PROBLEM: Begin at the top of the listing below. Write each line out exactly, ending with the line that holds "fn pipeline() ->".

SOURCE MATERIAL:
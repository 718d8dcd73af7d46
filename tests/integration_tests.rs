// End-to-end pipeline tests: raw CSV text through event loading, aggregation,
// persistence, incremental re-upload, and the ranking pass, all against an
// in-memory SQLite database.

use trackman_stats::db::Database;
use trackman_stats::events::load_events_from_reader;
use trackman_stats::expected::ModelContext;
use trackman_stats::pipeline::Pipeline;
use trackman_stats::stats::rank::RankScale;

const HEADER: &str = "Batter,BatterTeam,Pitcher,PitcherTeam,PlayResult,KorBB,PitchCall,TaggedHitType,TaggedPitchType,BatterSide,PitcherThrows,League,PlateLocHeight,PlateLocSide,ExitSpeed,Angle,Direction,RelSpeed";

fn approx(a: f64, b: f64) -> bool {
    (a - b).abs() < 1e-9
}

fn pipeline() -> Pipeline {
    let db = Database::open(":memory:").expect("in-memory database should open");
    Pipeline::new(db, ModelContext::disabled(), 50)
}

fn load(source_id: &str, body: &str) -> trackman_stats::events::EventTable {
    let csv = format!("{HEADER}\n{body}");
    load_events_from_reader(csv.as_bytes(), source_id).expect("CSV should parse")
}

// ---------------------------------------------------------------------------
// The canonical three-row scenario
// ---------------------------------------------------------------------------

/// One batter: a complete batted single (in-zone), a swinging strikeout
/// (out-of-zone), and a walk (out-of-zone).
fn three_row_file() -> trackman_stats::events::EventTable {
    load(
        "20240601-Main-1.csv",
        "\
\"Doe, Jay\",BARN,\"Arm, Strong\",OPP,Single,Undefined,InPlay,LineDrive,Fastball,Right,Right,Summer,2.5,0.0,95,20,10,92.4
\"Doe, Jay\",BARN,\"Arm, Strong\",OPP,Undefined,Strikeout,StrikeSwinging,,Slider,Right,Right,Summer,4.2,0.0,,,,84.1
\"Doe, Jay\",BARN,\"Arm, Strong\",OPP,Undefined,Walk,BallCalled,,Fastball,Right,Right,Summer,1.0,0.0,,,,91.8",
    )
}

#[test]
fn three_row_scenario_produces_expected_aggregate() {
    let p = pipeline();
    let summary = p.upload_tables(&[three_row_file()]);
    assert_eq!(summary.files_processed, 1);
    assert_eq!(summary.failed_batches, 0);

    let agg = p
        .db()
        .fetch_batter("Doe, Jay", "BARN", 2024)
        .unwrap()
        .expect("aggregate should be persisted");

    assert_eq!(agg.plate_app, 3);
    assert_eq!(agg.at_bats, 2);
    assert_eq!(agg.batted_balls, 1);
    assert_eq!(agg.in_zone_pitches, 1);
    assert_eq!(agg.out_of_zone_pitches, 2);
    assert!(approx(agg.k_per.unwrap(), 1.0 / 3.0));
    assert!(approx(agg.bb_per.unwrap(), 1.0 / 3.0));
    assert!(approx(agg.avg.unwrap(), 0.5));
    assert!(approx(agg.avg_exit_velo.unwrap(), 95.0));
    // Both fastballs carried a release speed: (92.4 + 91.8) / 2.
    assert_eq!(agg.fastballs, 2);
    assert!(approx(agg.avg_fb_velo.unwrap(), (92.4 + 91.8) / 2.0));
    assert!(agg.processed_files.contains("20240601-Main-1.csv"));
}

#[test]
fn pitcher_side_of_the_same_file() {
    let p = pipeline();
    p.upload_tables(&[three_row_file()]);

    let date = chrono::NaiveDate::from_ymd_opt(2024, 6, 1).unwrap();
    let agg = p
        .db()
        .fetch_pitcher("Arm, Strong", "OPP", date)
        .unwrap()
        .expect("pitcher outing should be persisted");

    assert_eq!(agg.batters_faced, 3);
    assert_eq!(agg.strikeouts, 1);
    assert_eq!(agg.walks, 1);
    assert_eq!(agg.hits_allowed, 1);
    assert_eq!(agg.pitches, 3);
    assert!(approx(agg.avg_against.unwrap(), 0.5));
}

#[test]
fn zone_bins_cover_all_located_pitches() {
    let p = pipeline();
    p.upload_tables(&[three_row_file()]);

    // Pitch locations: (0.0, 2.5) -> zone 5; (0.0, 4.2) -> zone 11 (over the
    // top, right of center tie rule); (0.0, 1.0) -> zone 13.
    let middle = p
        .db()
        .fetch_zone_bin("BARN", 2024, "Doe, Jay", 5)
        .unwrap()
        .expect("middle bin");
    assert_eq!(middle.total_pitches, 1);
    assert_eq!(middle.swings, 1);
    assert_eq!(middle.hits, 1);

    let high = p
        .db()
        .fetch_zone_bin("BARN", 2024, "Doe, Jay", 11)
        .unwrap()
        .expect("over-the-top bin");
    assert_eq!(high.whiffs, 1);

    let low = p
        .db()
        .fetch_zone_bin("BARN", 2024, "Doe, Jay", 13)
        .unwrap()
        .expect("below-the-zone bin");
    assert_eq!(low.swings, 0);

    assert!(p
        .db()
        .fetch_zone_bin("BARN", 2024, "Doe, Jay", 1)
        .unwrap()
        .is_none());
}

// ---------------------------------------------------------------------------
// Incremental behavior through the full stack
// ---------------------------------------------------------------------------

#[test]
fn reupload_of_same_export_does_not_double_count() {
    let p = pipeline();
    p.upload_tables(&[three_row_file()]);
    let first = p
        .db()
        .fetch_batter("Doe, Jay", "BARN", 2024)
        .unwrap()
        .unwrap();

    p.upload_tables(&[three_row_file()]);
    let second = p
        .db()
        .fetch_batter("Doe, Jay", "BARN", 2024)
        .unwrap()
        .unwrap();

    assert_eq!(first, second);
}

#[test]
fn second_game_merges_with_weighted_rates() {
    let p = pipeline();
    p.upload_tables(&[three_row_file()]);

    // A second export a week later: two more singles, both in the zone.
    let week2 = load(
        "20240608-Main-1.csv",
        "\
\"Doe, Jay\",BARN,\"Arm, Strong\",OPP,Single,Undefined,InPlay,GroundBall,Fastball,Right,Right,Summer,2.2,0.1,101,5,-12,93.0
\"Doe, Jay\",BARN,\"Arm, Strong\",OPP,Single,Undefined,InPlay,LineDrive,Fastball,Right,Right,Summer,2.8,-0.2,99,14,4,93.6",
    );
    p.upload_tables(&[week2]);

    let agg = p
        .db()
        .fetch_batter("Doe, Jay", "BARN", 2024)
        .unwrap()
        .unwrap();

    assert_eq!(agg.plate_app, 5);
    assert_eq!(agg.at_bats, 4);
    assert_eq!(agg.batted_balls, 3);
    assert_eq!(agg.processed_files.len(), 2);
    // avg: week1 0.5 over 2 AB, week2 1.0 over 2 AB -> 0.75.
    assert!(approx(agg.avg.unwrap(), 0.75));
    // Exit velo: week1 mean 95 over 1 batted ball, week2 mean 100 over 2.
    assert!(approx(agg.avg_exit_velo.unwrap(), (95.0 + 101.0 + 99.0) / 3.0));
    // The week-2 ground ball landed in a spray slice.
    assert_eq!(agg.spray.iter().sum::<u32>(), 1);
}

// ---------------------------------------------------------------------------
// Ranking through the full stack
// ---------------------------------------------------------------------------

#[test]
fn ranking_pass_scores_and_persists() {
    let p = pipeline();
    // Three batters in one file with averages 1.0, 0.5, 0.0.
    let t = load(
        "20240601-Main-1.csv",
        "\
High,BARN,\"Arm, Strong\",OPP,Single,Undefined,InPlay,LineDrive,Fastball,Right,Right,Summer,2.5,0.0,95,20,10,92.0
Mid,BARN,\"Arm, Strong\",OPP,Single,Undefined,InPlay,LineDrive,Fastball,Right,Right,Summer,2.5,0.0,92,18,5,92.0
Mid,BARN,\"Arm, Strong\",OPP,Undefined,Strikeout,StrikeSwinging,,Slider,Right,Right,Summer,2.5,0.0,,,,85.0
Low,BARN,\"Arm, Strong\",OPP,Undefined,Strikeout,StrikeSwinging,,Slider,Right,Right,Summer,2.5,0.0,,,,85.0",
    );
    p.upload_tables(&[t]);
    p.refresh_rankings(RankScale::OneTo100);

    let high = p.db().fetch_batter("High", "BARN", 2024).unwrap().unwrap();
    let mid = p.db().fetch_batter("Mid", "BARN", 2024).unwrap().unwrap();
    let low = p.db().fetch_batter("Low", "BARN", 2024).unwrap().unwrap();

    assert_eq!(high.ranks.avg, Some(100));
    assert_eq!(mid.ranks.avg, Some(50));
    assert_eq!(low.ranks.avg, Some(1));

    // k%: 0.0 / 0.5 / 1.0, lower-is-better for batters.
    assert_eq!(high.ranks.k_per, Some(100));
    assert_eq!(mid.ranks.k_per, Some(50));
    assert_eq!(low.ranks.k_per, Some(1));

    // Stats with an all-null population stay null (nobody chased: every
    // located pitch above was in the strike zone).
    assert_eq!(high.ranks.chase_per, None);
}

#[test]
fn ranking_respects_the_99_scale_variant() {
    let p = pipeline();
    let t = load(
        "20240601-Main-1.csv",
        "\
High,BARN,P,OPP,Single,Undefined,InPlay,LineDrive,Fastball,Right,Right,Summer,2.5,0.0,95,20,10,92.0
Low,BARN,P,OPP,Undefined,Strikeout,StrikeSwinging,,Slider,Right,Right,Summer,2.5,0.0,,,,85.0",
    );
    p.upload_tables(&[t]);
    p.refresh_rankings(RankScale::OneTo99);

    let high = p.db().fetch_batter("High", "BARN", 2024).unwrap().unwrap();
    let low = p.db().fetch_batter("Low", "BARN", 2024).unwrap().unwrap();
    assert_eq!(high.ranks.avg, Some(99));
    assert_eq!(low.ranks.avg, Some(1));
}

// ---------------------------------------------------------------------------
// Degrade paths through the full stack
// ---------------------------------------------------------------------------

#[test]
fn file_missing_required_columns_uploads_nothing() {
    let p = pipeline();
    let csv = "Batter,BatterTeam\n\"Doe, Jay\",BARN";
    let table = load_events_from_reader(csv.as_bytes(), "20240601-Main-1.csv").unwrap();
    let summary = p.upload_tables(&[table]);

    // The file is processed (not an error) but degrades to zero aggregates.
    assert_eq!(summary.files_processed, 1);
    assert_eq!(summary.batters_upserted, 0);
    assert!(p
        .db()
        .fetch_batter("Doe, Jay", "BARN", 2024)
        .unwrap()
        .is_none());
}

#[test]
fn practice_file_remaps_team_codes_end_to_end() {
    let p = pipeline();
    let t = load(
        "20240601-Main-1.csv",
        "\"Doe, Jay\",BARN,P,OPP,Single,Undefined,InPlay,LineDrive,Fastball,Right,Right,team,2.5,0.0,95,20,10,92.0",
    );
    p.upload_tables(&[t]);

    assert!(p
        .db()
        .fetch_batter("Doe, Jay", "BARN", 2024)
        .unwrap()
        .is_none());
    assert!(p
        .db()
        .fetch_batter("Doe, Jay", "BARN_PRAC", 2024)
        .unwrap()
        .is_some());
}

#[test]
fn malformed_numeric_cells_only_lose_their_own_stat() {
    let p = pipeline();
    let t = load(
        "20240601-Main-1.csv",
        "\"Doe, Jay\",BARN,P,OPP,Single,Undefined,InPlay,LineDrive,Fastball,Right,Right,Summer,not_a_number,0.0,95,20,10,92.0",
    );
    p.upload_tables(&[t]);

    let agg = p
        .db()
        .fetch_batter("Doe, Jay", "BARN", 2024)
        .unwrap()
        .unwrap();
    // The bad plate location drops the row from the zone pass only.
    assert_eq!(agg.in_zone_pitches, 0);
    assert_eq!(agg.out_of_zone_pitches, 0);
    assert_eq!(agg.plate_app, 1);
    assert_eq!(agg.batted_balls, 1);
    assert!(approx(agg.avg_exit_velo.unwrap(), 95.0));
}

OUTPUT OF THE TASK:
repository 718d8dcd73af7d46
filename tests/integration_tests.rs
// End-to-end pipeline tests: raw CSV text through event loading, aggregation,
// persistence, incremental re-upload, and the ranking pass, all against an
// in-memory SQLite database.

use trackman_stats::db::Database;
use trackman_stats::events::load_events_from_reader;
use trackman_stats::expected::ModelContext;
use trackman_stats::pipeline::Pipeline;
use trackman_stats::stats::rank::RankScale;

const HEADER: &str = "Batter,BatterTeam,Pitcher,PitcherTeam,PlayResult,KorBB,PitchCall,TaggedHitType,TaggedPitchType,BatterSide,PitcherThrows,League,PlateLocHeight,PlateLocSide,ExitSpeed,Angle,Direction,RelSpeed";

fn approx(a: f64, b: f64) -> bool {
    (a - b).abs() < 1e-9
}

fn pipeline() -> Pipeline {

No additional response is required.